··· Extracted data ···

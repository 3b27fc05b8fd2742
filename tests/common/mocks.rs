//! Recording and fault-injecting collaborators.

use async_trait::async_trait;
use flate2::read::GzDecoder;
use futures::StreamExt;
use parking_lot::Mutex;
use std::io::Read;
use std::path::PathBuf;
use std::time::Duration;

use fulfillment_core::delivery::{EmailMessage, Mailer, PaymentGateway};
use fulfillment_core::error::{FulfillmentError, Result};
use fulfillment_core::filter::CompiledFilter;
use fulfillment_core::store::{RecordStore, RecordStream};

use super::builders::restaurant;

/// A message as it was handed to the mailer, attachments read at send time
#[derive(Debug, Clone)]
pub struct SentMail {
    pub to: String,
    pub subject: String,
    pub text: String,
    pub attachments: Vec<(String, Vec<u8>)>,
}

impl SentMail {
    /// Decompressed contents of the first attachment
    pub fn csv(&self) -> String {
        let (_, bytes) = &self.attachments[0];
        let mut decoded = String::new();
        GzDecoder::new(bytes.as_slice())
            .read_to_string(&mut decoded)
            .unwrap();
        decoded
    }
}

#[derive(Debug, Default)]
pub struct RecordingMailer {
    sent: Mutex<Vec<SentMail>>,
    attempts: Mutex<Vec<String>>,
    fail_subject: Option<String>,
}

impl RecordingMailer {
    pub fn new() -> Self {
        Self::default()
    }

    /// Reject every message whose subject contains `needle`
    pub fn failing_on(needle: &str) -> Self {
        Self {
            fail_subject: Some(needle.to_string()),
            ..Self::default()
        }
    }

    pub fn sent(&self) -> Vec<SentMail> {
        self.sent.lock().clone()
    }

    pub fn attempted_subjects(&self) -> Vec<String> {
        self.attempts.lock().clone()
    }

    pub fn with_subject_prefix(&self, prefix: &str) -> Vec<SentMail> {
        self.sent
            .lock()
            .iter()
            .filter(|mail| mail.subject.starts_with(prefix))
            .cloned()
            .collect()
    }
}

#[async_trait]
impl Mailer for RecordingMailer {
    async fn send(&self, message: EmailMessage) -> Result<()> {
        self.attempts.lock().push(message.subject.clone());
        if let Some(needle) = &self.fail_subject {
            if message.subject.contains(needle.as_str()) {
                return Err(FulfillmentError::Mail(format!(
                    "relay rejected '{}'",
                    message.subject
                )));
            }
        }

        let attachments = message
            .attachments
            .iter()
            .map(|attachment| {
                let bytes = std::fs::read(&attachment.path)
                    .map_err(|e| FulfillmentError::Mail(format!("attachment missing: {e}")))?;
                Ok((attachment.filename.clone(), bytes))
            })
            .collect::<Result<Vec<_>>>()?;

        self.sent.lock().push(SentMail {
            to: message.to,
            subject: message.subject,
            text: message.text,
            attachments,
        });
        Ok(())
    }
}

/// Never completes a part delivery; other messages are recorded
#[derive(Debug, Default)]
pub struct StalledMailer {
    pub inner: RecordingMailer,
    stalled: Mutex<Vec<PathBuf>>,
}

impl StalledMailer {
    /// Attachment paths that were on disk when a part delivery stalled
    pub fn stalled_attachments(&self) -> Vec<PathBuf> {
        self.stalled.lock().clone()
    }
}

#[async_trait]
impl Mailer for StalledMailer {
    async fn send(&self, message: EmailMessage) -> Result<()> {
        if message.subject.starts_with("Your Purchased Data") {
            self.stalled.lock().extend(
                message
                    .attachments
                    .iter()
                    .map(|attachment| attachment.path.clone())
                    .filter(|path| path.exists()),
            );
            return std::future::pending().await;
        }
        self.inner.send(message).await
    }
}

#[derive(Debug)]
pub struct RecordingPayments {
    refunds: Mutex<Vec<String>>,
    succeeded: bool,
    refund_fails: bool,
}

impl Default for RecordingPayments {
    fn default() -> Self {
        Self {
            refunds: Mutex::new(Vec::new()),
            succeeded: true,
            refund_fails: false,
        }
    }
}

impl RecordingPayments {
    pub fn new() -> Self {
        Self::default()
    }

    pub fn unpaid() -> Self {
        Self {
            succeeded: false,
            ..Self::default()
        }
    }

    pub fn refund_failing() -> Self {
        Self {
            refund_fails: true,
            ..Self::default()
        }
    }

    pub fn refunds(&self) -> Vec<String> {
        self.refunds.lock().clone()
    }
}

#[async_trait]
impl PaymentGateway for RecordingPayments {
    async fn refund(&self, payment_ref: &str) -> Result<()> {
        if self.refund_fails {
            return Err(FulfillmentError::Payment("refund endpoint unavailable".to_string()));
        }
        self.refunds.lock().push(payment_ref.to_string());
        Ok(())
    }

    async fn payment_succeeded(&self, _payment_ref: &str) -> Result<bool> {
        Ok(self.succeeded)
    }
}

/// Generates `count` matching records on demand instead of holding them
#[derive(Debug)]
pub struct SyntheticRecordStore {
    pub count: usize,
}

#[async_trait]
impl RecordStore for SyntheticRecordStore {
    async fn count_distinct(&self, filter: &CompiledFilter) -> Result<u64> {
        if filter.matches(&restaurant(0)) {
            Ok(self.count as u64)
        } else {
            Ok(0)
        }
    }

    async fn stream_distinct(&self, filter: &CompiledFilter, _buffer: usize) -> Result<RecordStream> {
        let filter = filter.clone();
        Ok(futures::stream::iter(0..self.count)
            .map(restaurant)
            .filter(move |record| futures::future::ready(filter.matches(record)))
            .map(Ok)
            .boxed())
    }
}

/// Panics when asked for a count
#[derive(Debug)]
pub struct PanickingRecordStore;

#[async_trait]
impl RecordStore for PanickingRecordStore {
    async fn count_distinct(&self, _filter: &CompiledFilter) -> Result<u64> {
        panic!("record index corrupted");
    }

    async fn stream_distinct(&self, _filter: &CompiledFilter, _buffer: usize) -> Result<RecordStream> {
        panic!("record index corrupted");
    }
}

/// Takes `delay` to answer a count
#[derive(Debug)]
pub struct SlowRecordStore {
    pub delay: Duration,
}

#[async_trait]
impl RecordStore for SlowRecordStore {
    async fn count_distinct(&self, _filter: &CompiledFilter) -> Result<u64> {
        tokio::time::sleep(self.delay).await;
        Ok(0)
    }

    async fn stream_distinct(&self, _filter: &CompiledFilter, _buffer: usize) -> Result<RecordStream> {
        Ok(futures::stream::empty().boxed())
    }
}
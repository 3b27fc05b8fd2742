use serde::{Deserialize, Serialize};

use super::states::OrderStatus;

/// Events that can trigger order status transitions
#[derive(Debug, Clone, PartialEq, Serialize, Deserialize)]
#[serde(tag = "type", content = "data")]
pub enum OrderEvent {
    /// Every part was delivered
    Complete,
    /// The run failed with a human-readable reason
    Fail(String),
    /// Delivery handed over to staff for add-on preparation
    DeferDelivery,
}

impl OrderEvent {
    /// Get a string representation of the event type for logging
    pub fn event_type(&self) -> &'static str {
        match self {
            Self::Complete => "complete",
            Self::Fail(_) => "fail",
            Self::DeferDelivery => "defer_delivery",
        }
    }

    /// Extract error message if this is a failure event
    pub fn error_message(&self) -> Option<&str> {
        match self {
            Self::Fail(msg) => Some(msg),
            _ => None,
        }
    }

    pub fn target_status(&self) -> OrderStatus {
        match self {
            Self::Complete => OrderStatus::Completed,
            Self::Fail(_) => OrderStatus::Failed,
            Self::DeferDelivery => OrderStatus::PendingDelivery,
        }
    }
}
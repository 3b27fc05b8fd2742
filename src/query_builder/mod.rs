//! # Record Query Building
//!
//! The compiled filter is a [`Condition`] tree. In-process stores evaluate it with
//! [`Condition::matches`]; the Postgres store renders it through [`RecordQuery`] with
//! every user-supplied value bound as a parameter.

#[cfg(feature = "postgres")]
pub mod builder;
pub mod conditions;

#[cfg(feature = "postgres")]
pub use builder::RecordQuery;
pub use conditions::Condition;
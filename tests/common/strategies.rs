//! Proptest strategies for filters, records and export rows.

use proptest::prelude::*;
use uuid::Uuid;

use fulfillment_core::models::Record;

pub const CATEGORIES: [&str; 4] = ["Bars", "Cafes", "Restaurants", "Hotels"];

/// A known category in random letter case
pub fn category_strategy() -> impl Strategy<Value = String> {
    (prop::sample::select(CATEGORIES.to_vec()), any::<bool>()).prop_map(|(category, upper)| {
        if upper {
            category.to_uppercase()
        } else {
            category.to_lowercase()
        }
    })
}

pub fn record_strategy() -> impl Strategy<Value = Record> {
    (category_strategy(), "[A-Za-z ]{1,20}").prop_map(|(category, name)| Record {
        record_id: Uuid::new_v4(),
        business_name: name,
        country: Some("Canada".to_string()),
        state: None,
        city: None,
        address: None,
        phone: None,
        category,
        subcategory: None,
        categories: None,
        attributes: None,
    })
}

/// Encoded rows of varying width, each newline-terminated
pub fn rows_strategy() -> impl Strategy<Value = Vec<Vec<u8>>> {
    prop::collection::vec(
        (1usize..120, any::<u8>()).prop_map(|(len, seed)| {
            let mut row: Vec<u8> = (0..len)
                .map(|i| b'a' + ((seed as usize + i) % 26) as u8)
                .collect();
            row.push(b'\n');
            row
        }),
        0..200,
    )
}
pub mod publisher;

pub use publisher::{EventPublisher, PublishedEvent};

···

» Activity: Transcribe each line of the data above, unaltered, from the one where "the Postgres store" appears to the one where "use fulfillment_core::models::Record;" appears, inclusive of both.

» Answer below:
//! [`Condition::matches`]; the Postgres store renders it through [`RecordQuery`] with
//! every user-supplied value bound as a parameter.

#[cfg(feature = "postgres")]
pub mod builder;
pub mod conditions;

#[cfg(feature = "postgres")]
pub use builder::RecordQuery;
pub use conditions::Condition;
filename tests/common/strategies.rs
//! Proptest strategies for filters, records and export rows.

use proptest::prelude::*;
use uuid::Uuid;

use fulfillment_core::models::Record;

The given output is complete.